In the past two years, racial rhetoric has experienced its kairotic moments. In 2014, the shooting of a Black teenager in Ferguson, Missouri, by a White police officer brought to the surface racial tensions in the community, reigniting the national conversation on race in the U.S. Within a month of the fatal shooting, Attorney General Eric Holder announced a new federal initiative, supported by a $4.75 million grant, to study racial bias in five pilot communities (Serrano).

 

 

Yet this federal initiative, although laudable, does not address an essential part of the issue: Why do we continue to divide ourselves among racial lines? Nor does it self-reflexively explore the role that the government has in racializing society and expanding the divide. In this essay, I do not attempt to directly answer the “why” but argue that racial categories are rhetorical habits of whiteness1 established to forward a racialist2 ideology, which continues to circulate today. This ideology is evident when we turn our attention to how race is utilized in the context of immigration and naturalization and examine how rhetorics of race socially construct ourselves, others, our material world—across historical time.

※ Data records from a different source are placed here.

use std::sync::Arc;

use chrono::{DateTime, Duration, Utc};
use forum_directory::actor::Actor;
use forum_directory::forum::{
    Forum, ForumDirectory, ListingMode, PageContext, ThreadDirectory, ThreadPropertyStore,
};
use forum_directory::page_store::{PageEdit, PageRef, PageStore, RedbPageStore};
use forum_directory::replication::MetadataWriter;
use forum_directory::storage::models::{ThreadFlag, ThreadRecord};
use forum_directory::storage::{Database, MetadataCapabilities};
use forum_directory::title::{Namespace, Title};

struct Fixture {
    _dir: tempfile::TempDir,
    db: Database,
    pages: Arc<dyn PageStore>,
    forums: ForumDirectory,
    threads: ThreadDirectory,
    props: ThreadPropertyStore,
}

impl Fixture {
    fn new(metadata: bool) -> Self {
        let dir = tempfile::tempdir().unwrap();
        let db = if metadata {
            Database::open(dir.path().join("data")).unwrap()
        } else {
            Database::open_bare(dir.path().join("data")).unwrap()
        };
        let pages: Arc<dyn PageStore> =
            Arc::new(RedbPageStore::open(dir.path().join("pages")).unwrap());
        let writer: Arc<dyn MetadataWriter> = Arc::new(db.clone());

        let forums = ForumDirectory::new(db.clone(), Arc::clone(&pages), Arc::clone(&writer));
        let threads = ThreadDirectory::new(
            db.clone(),
            Arc::clone(&pages),
            Arc::clone(&writer),
            forums.clone(),
        );
        let props = ThreadPropertyStore::new(db.clone(), Arc::clone(&pages), writer);

        Self {
            _dir: dir,
            db,
            pages,
            forums,
            threads,
            props,
        }
    }

    async fn page(&self, namespace: Namespace, text: &str) -> PageRef {
        let title = Title::new(namespace, text).unwrap();
        self.pages
            .create(&title, PageEdit::new("", "test", Some(1)))
            .await
            .unwrap()
            .page_ref()
    }

    /// A forum page with its metadata row.
    async fn forum(&self, name: &str) -> Forum {
        let page = self.page(Namespace::Forum, name).await;
        self.forums
            .record_page_save(&PageContext::for_page(page.clone()), &Actor::registered(1, "Mod"))
            .await
            .unwrap();
        Forum {
            id: page.id,
            title: page.title,
        }
    }

    /// A thread page with its metadata row, created `created` ago.
    async fn thread(&self, forum: &Forum, subject: &str, created: DateTime<Utc>) -> PageRef {
        let page = self
            .page(Namespace::Thread, &format!("{}/{subject}", forum.title.text()))
            .await;
        self.threads
            .register_thread(ThreadRecord {
                page_id: page.id,
                forum_page_id: forum.id,
                subject: subject.to_string(),
                created,
                creator: Some(2),
                last_reply: None,
                last_reply_user: None,
            })
            .await
            .unwrap();
        page
    }
}

fn ids(listing: &forum_directory::forum::ThreadListing) -> Vec<u64> {
    listing.threads.iter().map(|t| t.id).collect()
}

// ============================================================================
// Listing modes
// ============================================================================

#[test]
fn test_listing_mode_from_capabilities() {
    let full = MetadataCapabilities {
        forums: true,
        threads: true,
        thread_properties: true,
    };
    assert_eq!(
        ListingMode::for_threads(full),
        ListingMode::MetadataBacked { properties: true }
    );

    let no_props = MetadataCapabilities {
        thread_properties: false,
        ..full
    };
    assert_eq!(
        ListingMode::for_threads(no_props),
        ListingMode::MetadataBacked { properties: false }
    );

    assert_eq!(
        ListingMode::for_forums(MetadataCapabilities::default()),
        ListingMode::TitleScanOnly
    );
    assert_eq!(
        ListingMode::for_threads(MetadataCapabilities::default()),
        ListingMode::TitleScanOnly
    );
}

// ============================================================================
// Threads
// ============================================================================

#[tokio::test]
async fn test_sticky_threads_sort_first() {
    let fx = Fixture::new(true);
    let forum = fx.forum("General").await;
    let now = Utc::now();

    let old = fx.thread(&forum, "Old", now - Duration::days(10)).await;
    let new = fx.thread(&forum, "New", now).await;
    let middle = fx.thread(&forum, "Middle", now - Duration::days(1)).await;

    fx.props.set_sticky(old.id, true).await.unwrap();

    let listing = fx.threads.list_threads(&forum, 10, 0).await.unwrap();
    assert_eq!(ids(&listing), vec![old.id, new.id, middle.id]);
    assert!(listing.threads[0].sticky);
    assert!(!listing.has_more);
}

#[tokio::test]
async fn test_last_reply_counts_as_activity() {
    let fx = Fixture::new(true);
    let forum = fx.forum("General").await;
    let now = Utc::now();

    let quiet = fx.thread(&forum, "Quiet", now - Duration::hours(1)).await;
    let busy = fx.thread(&forum, "Busy", now - Duration::days(3)).await;

    assert!(fx
        .threads
        .touch_last_reply(busy.id, Some(9), Some(now))
        .await
        .unwrap());

    let listing = fx.threads.list_threads(&forum, 10, 0).await.unwrap();
    assert_eq!(ids(&listing), vec![busy.id, quiet.id]);
    assert_eq!(listing.threads[0].last_reply, Some(now));
    assert_eq!(listing.threads[0].last_reply_user, Some(9));
}

#[tokio::test]
async fn test_equal_activity_breaks_ties_by_newest_page() {
    let fx = Fixture::new(true);
    let forum = fx.forum("General").await;
    let at = Utc::now();

    let a = fx.thread(&forum, "A", at).await;
    let b = fx.thread(&forum, "B", at).await;
    let c = fx.thread(&forum, "C", at).await;

    let listing = fx.threads.list_threads(&forum, 10, 0).await.unwrap();
    assert_eq!(ids(&listing), vec![c.id, b.id, a.id]);
}

#[tokio::test]
async fn test_pagination_is_complete() {
    let fx = Fixture::new(true);
    let forum = fx.forum("General").await;
    let now = Utc::now();

    let mut all = Vec::new();
    for i in 0..7 {
        let page = fx
            .thread(&forum, &format!("Thread {i}"), now - Duration::minutes(i))
            .await;
        all.push(page.id);
    }
    fx.props.set_sticky(all[4], true).await.unwrap();
    all.sort();

    for k in 1..=8 {
        let mut seen = Vec::new();
        let mut offset = 0;
        loop {
            let listing = fx.threads.list_threads(&forum, k, offset).await.unwrap();
            assert!(listing.threads.len() <= k);
            seen.extend(ids(&listing));
            if !listing.has_more {
                break;
            }
            offset += k;
        }
        seen.sort();
        assert_eq!(seen, all, "page size {k}");
    }
}

#[tokio::test]
async fn test_threads_are_scoped_to_their_forum() {
    let fx = Fixture::new(true);
    let general = fx.forum("General").await;
    let help = fx.forum("Help").await;

    let here = fx.thread(&general, "Here", Utc::now()).await;
    fx.thread(&help, "There", Utc::now()).await;

    let listing = fx.threads.list_threads(&general, 10, 0).await.unwrap();
    assert_eq!(ids(&listing), vec![here.id]);
}

#[tokio::test]
async fn test_deleted_thread_page_drops_out_of_listing() {
    let fx = Fixture::new(true);
    let forum = fx.forum("General").await;
    let keep = fx.thread(&forum, "Keep", Utc::now()).await;
    let gone = fx.thread(&forum, "Gone", Utc::now()).await;

    fx.pages.delete(gone.id).await.unwrap();

    let listing = fx.threads.list_threads(&forum, 10, 0).await.unwrap();
    assert_eq!(ids(&listing), vec![keep.id]);
}

#[tokio::test]
async fn test_title_scan_lists_newest_first() {
    let fx = Fixture::new(false);
    let forum_page = fx.page(Namespace::Forum, "General").await;
    let forum = Forum {
        id: forum_page.id,
        title: forum_page.title,
    };

    let first = fx.page(Namespace::Thread, "General/First").await;
    let second = fx.page(Namespace::Thread, "General/Second").await;
    fx.page(Namespace::Thread, "General Chat/Elsewhere").await;

    // Flags exist but the scan reports none of them
    fx.props.set_sticky(first.id, true).await.unwrap();

    let listing = fx.threads.list_threads(&forum, 1, 0).await.unwrap();
    assert_eq!(ids(&listing), vec![second.id]);
    assert!(listing.has_more);

    let listing = fx.threads.list_threads(&forum, 1, 1).await.unwrap();
    assert_eq!(ids(&listing), vec![first.id]);
    assert!(!listing.has_more);

    let thread = &listing.threads[0];
    assert_eq!(thread.subject, "First");
    assert!(!thread.sticky);
    assert!(thread.created.is_none());
    assert!(thread.creator.is_none());
}

#[tokio::test]
async fn test_get_thread_resolves_forum() {
    let fx = Fixture::new(true);
    let forum = fx.forum("General").await;
    let thread = fx.thread(&forum, "Hello", Utc::now()).await;
    fx.props.set_locked(thread.id, true).await.unwrap();

    let detail = fx.threads.get_thread(thread.id).await.unwrap().unwrap();
    assert_eq!(detail.summary.subject, "Hello");
    assert_eq!(detail.summary.creator, Some(2));
    assert!(detail.summary.locked);
    assert_eq!(detail.forum, Some(forum));

    // Forum ids are not thread ids
    assert!(fx.threads.get_thread(detail.summary.id + 100).await.unwrap().is_none());
    let forum_id = detail.forum.unwrap().id;
    assert!(fx.threads.get_thread(forum_id).await.unwrap().is_none());
}

#[tokio::test]
async fn test_get_thread_falls_back_to_title_prefix() {
    let fx = Fixture::new(false);
    let forum_page = fx.page(Namespace::Forum, "General").await;
    let thread = fx.page(Namespace::Thread, "General/Hello").await;
    let stray = fx.page(Namespace::Thread, "Nowhere/Hello").await;

    let detail = fx.threads.get_thread(thread.id).await.unwrap().unwrap();
    assert_eq!(detail.forum.map(|f| f.id), Some(forum_page.id));
    assert!(detail.summary.created.is_none());

    let detail = fx.threads.get_thread(stray.id).await.unwrap().unwrap();
    assert!(detail.forum.is_none());
}

#[tokio::test]
async fn test_touch_last_reply_without_row_is_noop() {
    let fx = Fixture::new(true);
    let page = fx.page(Namespace::Thread, "General/Unregistered").await;

    assert!(!fx
        .threads
        .touch_last_reply(page.id, Some(1), None)
        .await
        .unwrap());
    assert!(fx.db.get_thread_row(page.id).unwrap().is_none());
}

// ============================================================================
// Thread properties
// ============================================================================

#[tokio::test]
async fn test_flags_default_to_false() {
    let fx = Fixture::new(true);
    let page = fx.page(Namespace::Thread, "General/Hello").await;

    assert!(!fx.props.is_locked(page.id).await.unwrap());
    assert!(!fx.props.is_sticky(page.id).await.unwrap());
}

#[tokio::test]
async fn test_flags_are_idempotent_and_independent() {
    let fx = Fixture::new(true);
    let page = fx.page(Namespace::Thread, "General/Hello").await;

    fx.props.set_locked(page.id, true).await.unwrap();
    fx.props.set_locked(page.id, true).await.unwrap();
    assert!(fx.props.is_locked(page.id).await.unwrap());
    assert!(!fx.props.is_sticky(page.id).await.unwrap());

    fx.props.set_sticky(page.id, true).await.unwrap();
    fx.props.set_locked(page.id, false).await.unwrap();
    assert!(!fx.props.is_locked(page.id).await.unwrap());
    assert!(fx.props.is_sticky(page.id).await.unwrap());
}

#[tokio::test]
async fn test_flags_ignore_non_thread_pages() {
    let fx = Fixture::new(true);
    let forum = fx.page(Namespace::Forum, "General").await;

    fx.props.set_locked(forum.id, true).await.unwrap();
    assert!(!fx.props.is_locked(forum.id).await.unwrap());
    assert!(fx.db.get_thread_props(forum.id).unwrap().is_none());

    // Missing page
    fx.props.set_sticky(999, true).await.unwrap();
    assert!(fx.db.get_thread_props(999).unwrap().is_none());
    assert!(!fx.props.flag(999, ThreadFlag::Sticky).await.unwrap());
}

// ============================================================================
// Forums
// ============================================================================

#[tokio::test]
async fn test_forum_listing_from_metadata() {
    let fx = Fixture::new(true);
    let zebra = fx.forum("Zebra").await;
    let alpha = fx.forum("Alpha").await;
    let gone = fx.forum("Gone").await;
    fx.pages.delete(gone.id).await.unwrap();

    // A forum page without a row is not listed in metadata mode
    fx.page(Namespace::Forum, "Unrecorded").await;

    let forums = fx.forums.list_forums(10, 0).await.unwrap();
    let listed: Vec<u64> = forums.iter().map(|f| f.id).collect();
    assert_eq!(listed, vec![alpha.id, zebra.id]);
    assert!(forums[0].created.is_some());
    assert_eq!(forums[0].creator, Some(1));

    let page = fx.forums.list_forums(1, 1).await.unwrap();
    assert_eq!(page[0].id, zebra.id);
}

#[tokio::test]
async fn test_forum_listing_by_title_scan() {
    let fx = Fixture::new(false);
    let b = fx.page(Namespace::Forum, "Beta").await;
    let a = fx.page(Namespace::Forum, "Alpha").await;
    fx.page(Namespace::Thread, "Alpha/Hello").await;

    let forums = fx.forums.list_forums(10, 0).await.unwrap();
    let listed: Vec<u64> = forums.iter().map(|f| f.id).collect();
    assert_eq!(listed, vec![a.id, b.id]);
    assert!(forums.iter().all(|f| f.created.is_none() && f.creator.is_none()));
}

#[tokio::test]
async fn test_record_page_save_only_tracks_forums() {
    let fx = Fixture::new(true);
    let actor = Actor::registered(3, "Editor");

    let forum = fx.page(Namespace::Forum, "General").await;
    let thread = fx.page(Namespace::Thread, "General/Hello").await;
    let main = fx.page(Namespace::Main, "Home").await;

    for page in [&forum, &thread, &main] {
        let context = PageContext::for_page(page.clone());
        let recorded = fx.forums.record_page_save(&context, &actor).await.unwrap();
        assert_eq!(recorded, page.id == forum.id);
    }

    let row = fx.db.get_forum_row(forum.id).unwrap().unwrap();
    assert_eq!(row.title, "General");
    assert_eq!(row.creator, Some(3));
    assert_eq!(fx.db.all_forum_rows().unwrap().len(), 1);
}

#[tokio::test]
async fn test_record_page_save_without_forum_table() {
    let fx = Fixture::new(false);
    let forum = fx.page(Namespace::Forum, "General").await;

    let context = PageContext::for_page(forum);
    assert!(context.is_forum());
    assert!(!fx
        .forums
        .record_page_save(&context, &Actor::registered(1, "Mod"))
        .await
        .unwrap());
    assert!(!fx.db.capabilities().unwrap().forums);
}

#[tokio::test]
async fn test_get_forum_checks_namespace() {
    let fx = Fixture::new(true);
    let forum = fx.forum("General").await;
    let thread = fx.thread(&forum, "Hello", Utc::now()).await;

    assert_eq!(fx.forums.get_forum(forum.id).await.unwrap(), Some(forum.clone()));
    assert!(fx.forums.get_forum(thread.id).await.unwrap().is_none());
    assert_eq!(
        fx.forums.get_forum_by_title(&forum.title).await.unwrap(),
        Some(forum)
    );
}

I became interested in this area of study when I volunteered at “Citizenship Drives” hosted by a non-profit organization to help immigrants with the Application for Naturalization. I was surprised at the difficulty legal residents of Mexican origin had answering the racial identity question and their ultimate decision to select “White” even when the vast majority openly expressed that they were not “White.” I wondered why immigrants would choose to identify in a way that reinforced the grand narrative of a White America, and I began to question how race is presented to potential new citizens. This led to an extended critical rhetorical inquiry into the relationship between immigration and racial categories. As part of the larger study, I examined the historical documents that informed racial formation/subjection in the U.S. and the changes to the racial identifiers used for immigration purposes. In this article, I present a few of the major texts that were crucial to solidifying the boundaries of race in the U.S., such as the original list of “Races and Peoples” (1898), the publication of an official Dictionary of Races or Peoples (1911), and Directive 15 (1997), among others. Finally, I turn back to the Application for Naturalization (2013) and the racial identity question within the application to reveal how rhetorical habits of the past continue to shape the present.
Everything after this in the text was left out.